(Beginning of RECORDS PROVIDED)
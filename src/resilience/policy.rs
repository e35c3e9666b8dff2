//! Timeout policy definition and construction-time validation.
//!
//! # Responsibilities
//! - Hold the immutable settings of one timeout scope (global or per-handler)
//! - Reject forbidden or malformed settings before any request sees them
//! - Pick the responder used when the deadline fires
//!
//! # Design Decisions
//! - 408 Request Timeout is refused: clients retry it automatically, which
//!   multiplies load on a server that is already too slow
//! - Zero, negative and non-finite durations are refused as well
//! - Policies are `Arc`-backed so every request clones a pointer, not the config

use std::fmt;
use std::sync::Arc;
use std::time::Duration;

use axum::http::StatusCode;
use axum::response::Response;
use thiserror::Error;

use crate::http::request::RequestContext;
use crate::http::response::build_timeout_response;

/// Message placed in the default timeout body.
pub const DEFAULT_TIMEOUT_MESSAGE: &str = "Request processing time exceeded limit";

/// Status emitted when no status is configured.
pub const DEFAULT_TIMEOUT_STATUS: StatusCode = StatusCode::GATEWAY_TIMEOUT;

/// Caller-supplied function building the response of a timed-out request.
///
/// Receives the request context and the time elapsed since the timeout scope started.
pub type TimeoutResponder = Arc<dyn Fn(&RequestContext, Duration) -> Response + Send + Sync>;

/// Errors raised while building a [`TimeoutPolicy`].
#[derive(Debug, Clone, PartialEq, Error)]
pub enum PolicyError {
    #[error("HTTP 408 Request Timeout should not be used as a timeout status: clients retry it automatically")]
    ForbiddenStatusCode,

    #[error("invalid HTTP status code: {0}")]
    InvalidStatusCode(u16),

    #[error("timeout duration must be a positive, finite number of seconds (got {0})")]
    InvalidDuration(f64),
}

struct PolicyInner {
    duration: Duration,
    status: StatusCode,
    message: String,
    include_elapsed: bool,
    responder: Option<TimeoutResponder>,
}

/// Immutable configuration for one timeout-enforcement scope.
///
/// Built once with [`TimeoutPolicy::builder`] and shared by every request that
/// flows through the interceptor or handler it was registered with.
#[derive(Clone)]
pub struct TimeoutPolicy {
    inner: Arc<PolicyInner>,
}

impl TimeoutPolicy {
    /// Start building a policy with the given deadline.
    pub fn builder(duration: Duration) -> TimeoutPolicyBuilder {
        TimeoutPolicyBuilder {
            duration,
            status: DEFAULT_TIMEOUT_STATUS,
            message: DEFAULT_TIMEOUT_MESSAGE.to_string(),
            include_elapsed: true,
            responder: None,
        }
    }

    /// Policy with every optional setting left at its default.
    pub fn new(duration: Duration) -> Result<Self, PolicyError> {
        Self::builder(duration).build()
    }

    /// Start building a policy from a number of seconds, as found in config files.
    pub fn from_secs_f64(seconds: f64) -> Result<TimeoutPolicyBuilder, PolicyError> {
        if !seconds.is_finite() || seconds <= 0.0 {
            return Err(PolicyError::InvalidDuration(seconds));
        }
        match Duration::try_from_secs_f64(seconds) {
            // Below nanosecond resolution the deadline collapses to zero.
            Ok(duration) if !duration.is_zero() => Ok(Self::builder(duration)),
            _ => Err(PolicyError::InvalidDuration(seconds)),
        }
    }

    pub fn duration(&self) -> Duration {
        self.inner.duration
    }

    pub fn status(&self) -> StatusCode {
        self.inner.status
    }

    pub fn message(&self) -> &str {
        &self.inner.message
    }

    pub fn include_elapsed(&self) -> bool {
        self.inner.include_elapsed
    }

    /// Whether a custom responder replaces the default JSON body.
    pub fn has_custom_responder(&self) -> bool {
        self.inner.responder.is_some()
    }

    /// Build the response for a request whose deadline fired.
    ///
    /// The custom responder, when present, is used verbatim. A panic inside it
    /// propagates to the caller; there is no fallback to the default body.
    pub fn respond(&self, context: &RequestContext, elapsed: Duration) -> Response {
        match &self.inner.responder {
            Some(responder) => responder(context, elapsed),
            None => build_timeout_response(self, elapsed),
        }
    }
}

impl fmt::Debug for TimeoutPolicy {
    fn fmt(&self, f: &mut fmt::Formatter<'_>) -> fmt::Result {
        f.debug_struct("TimeoutPolicy")
            .field("duration", &self.inner.duration)
            .field("status", &self.inner.status)
            .field("message", &self.inner.message)
            .field("include_elapsed", &self.inner.include_elapsed)
            .field("custom_responder", &self.inner.responder.is_some())
            .finish()
    }
}

/// Builder for [`TimeoutPolicy`]; validation happens in [`build`](Self::build).
pub struct TimeoutPolicyBuilder {
    duration: Duration,
    status: StatusCode,
    message: String,
    include_elapsed: bool,
    responder: Option<TimeoutResponder>,
}

impl TimeoutPolicyBuilder {
    /// Status emitted on expiry. Defaults to 504 Gateway Timeout.
    pub fn status(mut self, status: StatusCode) -> Self {
        self.status = status;
        self
    }

    /// Message placed in the `detail` field of the default body.
    pub fn message(mut self, message: impl Into<String>) -> Self {
        self.message = message.into();
        self
    }

    /// Whether the default body reports `processingTime`. Defaults to `true`.
    pub fn include_elapsed(mut self, include: bool) -> Self {
        self.include_elapsed = include;
        self
    }

    /// Replace the default JSON body with a caller-built response.
    pub fn responder<F>(mut self, responder: F) -> Self
    where
        F: Fn(&RequestContext, Duration) -> Response + Send + Sync + 'static,
    {
        self.responder = Some(Arc::new(responder));
        self
    }

    /// Validate and freeze the policy.
    pub fn build(self) -> Result<TimeoutPolicy, PolicyError> {
        if self.duration.is_zero() {
            return Err(PolicyError::InvalidDuration(0.0));
        }
        if self.status == StatusCode::REQUEST_TIMEOUT {
            return Err(PolicyError::ForbiddenStatusCode);
        }

        Ok(TimeoutPolicy {
            inner: Arc::new(PolicyInner {
                duration: self.duration,
                status: self.status,
                message: self.message,
                include_elapsed: self.include_elapsed,
                responder: self.responder,
            }),
        })
    }
}

/// Convert a numeric status from configuration, applying the same rules as the builder.
pub fn status_from_u16(code: u16) -> Result<StatusCode, PolicyError> {
    if code == StatusCode::REQUEST_TIMEOUT.as_u16() {
        return Err(PolicyError::ForbiddenStatusCode);
    }
    StatusCode::from_u16(code).map_err(|_| PolicyError::InvalidStatusCode(code))
}

#[cfg(test)]
mod tests {
    use super::*;

    #[test]
    fn defaults_match_gateway_timeout() {
        let policy = TimeoutPolicy::new(Duration::from_secs(30)).unwrap();
        assert_eq!(policy.duration(), Duration::from_secs(30));
        assert_eq!(policy.status(), StatusCode::GATEWAY_TIMEOUT);
        assert_eq!(policy.message(), DEFAULT_TIMEOUT_MESSAGE);
        assert!(policy.include_elapsed());
        assert!(!policy.has_custom_responder());
    }

    #[test]
    fn request_timeout_status_is_rejected() {
        let err = TimeoutPolicy::builder(Duration::from_secs(1))
            .status(StatusCode::REQUEST_TIMEOUT)
            .build()
            .unwrap_err();
        assert_eq!(err, PolicyError::ForbiddenStatusCode);
        assert!(err.to_string().contains("HTTP 408"));
        assert!(err.to_string().contains("should not be used"));
    }

    #[test]
    fn any_other_status_is_accepted() {
        for code in [200u16, 404, 407, 409, 429, 500, 503, 504, 599] {
            let status = StatusCode::from_u16(code).unwrap();
            let policy = TimeoutPolicy::builder(Duration::from_secs(1))
                .status(status)
                .build()
                .unwrap();
            assert_eq!(policy.status().as_u16(), code);
        }
    }

    #[test]
    fn zero_duration_is_rejected() {
        let err = TimeoutPolicy::new(Duration::ZERO).unwrap_err();
        assert_eq!(err, PolicyError::InvalidDuration(0.0));
    }

    #[test]
    fn non_positive_and_non_finite_seconds_are_rejected() {
        for seconds in [0.0, -1.0, f64::INFINITY, f64::NEG_INFINITY] {
            assert!(matches!(
                TimeoutPolicy::from_secs_f64(seconds),
                Err(PolicyError::InvalidDuration(_))
            ));
        }
        assert!(TimeoutPolicy::from_secs_f64(f64::NAN).is_err());
        assert!(TimeoutPolicy::from_secs_f64(f64::MAX).is_err());
    }

    #[test]
    fn sub_nanosecond_seconds_report_the_given_value() {
        assert_eq!(
            TimeoutPolicy::from_secs_f64(1e-12).err(),
            Some(PolicyError::InvalidDuration(1e-12))
        );
    }

    #[test]
    fn tiny_and_huge_durations_are_accepted() {
        let tiny = TimeoutPolicy::from_secs_f64(0.001).unwrap().build().unwrap();
        assert_eq!(tiny.duration(), Duration::from_millis(1));

        let huge = TimeoutPolicy::new(Duration::from_secs(60 * 60 * 24 * 365)).unwrap();
        assert_eq!(huge.duration().as_secs(), 31_536_000);
    }

    #[test]
    fn numeric_status_conversion() {
        assert_eq!(status_from_u16(503).unwrap(), StatusCode::SERVICE_UNAVAILABLE);
        assert_eq!(status_from_u16(408).unwrap_err(), PolicyError::ForbiddenStatusCode);
        assert_eq!(status_from_u16(42).unwrap_err(), PolicyError::InvalidStatusCode(42));
        assert_eq!(status_from_u16(1000).unwrap_err(), PolicyError::InvalidStatusCode(1000));
    }

    #[test]
    fn clones_share_settings() {
        let policy = TimeoutPolicy::builder(Duration::from_millis(250))
            .message("too slow")
            .include_elapsed(false)
            .responder(|_, _| Response::default())
            .build()
            .unwrap();
        let copy = policy.clone();
        assert_eq!(copy.message(), "too slow");
        assert!(!copy.include_elapsed());
        assert!(copy.has_custom_responder());
        assert!(format!("{copy:?}").contains("custom_responder: true"));
    }
}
(End of RECORDS PROVIDED)
WORK ORDER => Would you copy, unchanged, the stretch of the records above that begins at the line containing "pub type TimeoutResponder" and ends at the line containing "collapses to zero.", and only that?

REPLY =>
pub type TimeoutResponder = Arc<dyn Fn(&RequestContext, Duration) -> Response + Send + Sync>;

/// Errors raised while building a [`TimeoutPolicy`].
#[derive(Debug, Clone, PartialEq, Error)]
pub enum PolicyError {
    #[error("HTTP 408 Request Timeout should not be used as a timeout status: clients retry it automatically")]
    ForbiddenStatusCode,

    #[error("invalid HTTP status code: {0}")]
    InvalidStatusCode(u16),

    #[error("timeout duration must be a positive, finite number of seconds (got {0})")]
    InvalidDuration(f64),
}

struct PolicyInner {
    duration: Duration,
    status: StatusCode,
    message: String,
    include_elapsed: bool,
    responder: Option<TimeoutResponder>,
}

/// Immutable configuration for one timeout-enforcement scope.
///
/// Built once with [`TimeoutPolicy::builder`] and shared by every request that
/// flows through the interceptor or handler it was registered with.
#[derive(Clone)]
pub struct TimeoutPolicy {
    inner: Arc<PolicyInner>,
}

impl TimeoutPolicy {
    /// Start building a policy with the given deadline.
    pub fn builder(duration: Duration) -> TimeoutPolicyBuilder {
        TimeoutPolicyBuilder {
            duration,
            status: DEFAULT_TIMEOUT_STATUS,
            message: DEFAULT_TIMEOUT_MESSAGE.to_string(),
            include_elapsed: true,
            responder: None,
        }
    }

    /// Policy with every optional setting left at its default.
    pub fn new(duration: Duration) -> Result<Self, PolicyError> {
        Self::builder(duration).build()
    }

    /// Start building a policy from a number of seconds, as found in config files.
    pub fn from_secs_f64(seconds: f64) -> Result<TimeoutPolicyBuilder, PolicyError> {
        if !seconds.is_finite() || seconds <= 0.0 {
            return Err(PolicyError::InvalidDuration(seconds));
        }
        match Duration::try_from_secs_f64(seconds) {
            // Below nanosecond resolution the deadline collapses to zero.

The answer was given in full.